Saved entries:
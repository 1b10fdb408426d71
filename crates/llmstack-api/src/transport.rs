// Shared transport configuration for building reqwest::Client instances.
//
// The REST client and the WebSocket helper both derive their TLS, timeout,
// and cookie settings from this module.

use std::path::PathBuf;
use std::sync::Arc;
use std::time::Duration;

use reqwest::cookie::Jar;
use reqwest::header::HeaderMap;

use crate::error::Error;

const USER_AGENT: &str = concat!("llmstack-client/", env!("CARGO_PKG_VERSION"));

/// TLS verification mode (api-level mirror of core's `TlsVerification`).
#[derive(Debug, Clone, Default)]
pub enum TlsMode {
    /// Use the system certificate store.
    #[default]
    System,
    /// Use a custom CA certificate from the given PEM file.
    CustomCa(PathBuf),
    /// Accept any certificate (self-hosted instances with self-signed certs).
    DangerAcceptInvalid,
}

/// Shared transport configuration for building HTTP clients.
#[derive(Debug, Clone)]
pub struct TransportConfig {
    pub tls: TlsMode,
    pub timeout: Duration,
    pub cookie_jar: Option<Arc<Jar>>,
}

impl Default for TransportConfig {
    fn default() -> Self {
        Self {
            tls: TlsMode::System,
            timeout: Duration::from_secs(30),
            cookie_jar: None,
        }
    }
}

impl TransportConfig {
    /// Build a `reqwest::Client` from this config.
    pub fn build_client(&self) -> Result<reqwest::Client, Error> {
        self.build_client_with_headers(HeaderMap::new())
    }

    /// Build a `reqwest::Client` with additional default headers.
    ///
    /// Used by [`ApiClient`](crate::ApiClient) to inject the
    /// `Authorization: Token ...` header for token auth.
    pub fn build_client_with_headers(&self, headers: HeaderMap) -> Result<reqwest::Client, Error> {
        let mut builder = reqwest::Client::builder()
            .timeout(self.timeout)
            .user_agent(USER_AGENT)
            .default_headers(headers);

        match &self.tls {
            TlsMode::System => {}
            TlsMode::CustomCa(path) => {
                let cert_pem = std::fs::read(path)
                    .map_err(|e| Error::Tls(format!("failed to read CA cert: {e}")))?;
                let cert = reqwest::Certificate::from_pem(&cert_pem)
                    .map_err(|e| Error::Tls(format!("invalid CA cert: {e}")))?;
                builder = builder.add_root_certificate(cert);
            }
            TlsMode::DangerAcceptInvalid => {
                builder = builder.danger_accept_invalid_certs(true);
            }
        }

        if let Some(ref jar) = self.cookie_jar {
            builder = builder.cookie_provider(Arc::clone(jar));
        }

        builder
            .build()
            .map_err(|e| Error::Tls(format!("failed to build HTTP client: {e}")))
    }

    /// Create a config with a fresh cookie jar (for session auth).
    pub fn with_cookie_jar(mut self) -> Self {
        self.cookie_jar = Some(Arc::new(Jar::default()));
        self
    }
}

#[cfg(test)]
#[allow(clippy::unwrap_used)]
mod tests {
    use super::*;

    #[test]
    fn default_uses_system_tls_and_thirty_second_timeout() {
        let config = TransportConfig::default();
        assert!(matches!(config.tls, TlsMode::System));
        assert_eq!(config.timeout, Duration::from_secs(30));
        assert!(config.cookie_jar.is_none());
    }

    #[test]
    fn with_cookie_jar_attaches_a_jar() {
        let config = TransportConfig::default().with_cookie_jar();
        assert!(config.cookie_jar.is_some());
    }

    #[test]
    fn missing_ca_file_is_a_tls_error() {
        let config = TransportConfig {
            tls: TlsMode::CustomCa("/nonexistent/ca.pem".into()),
            ..TransportConfig::default()
        };
        let err = config.build_client().unwrap_err();
        assert!(matches!(err, Error::Tls(_)), "got {err:?}");
    }
}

--- Work instructions ---
Send back, unchanged, every line of the records from the one with "use super::*;" through the last.

--- Your response ---
    use super::*;

    #[test]
    fn default_uses_system_tls_and_thirty_second_timeout() {
        let config = TransportConfig::default();
        assert!(matches!(config.tls, TlsMode::System));
        assert_eq!(config.timeout, Duration::from_secs(30));
        assert!(config.cookie_jar.is_none());
    }

    #[test]
    fn with_cookie_jar_attaches_a_jar() {
        let config = TransportConfig::default().with_cookie_jar();
        assert!(config.cookie_jar.is_some());
    }

    #[test]
    fn missing_ca_file_is_a_tls_error() {
        let config = TransportConfig {
            tls: TlsMode::CustomCa("/nonexistent/ca.pem".into()),
            ..TransportConfig::default()
        };
        let err = config.build_client().unwrap_err();
        assert!(matches!(err, Error::Tls(_)), "got {err:?}");
    }
}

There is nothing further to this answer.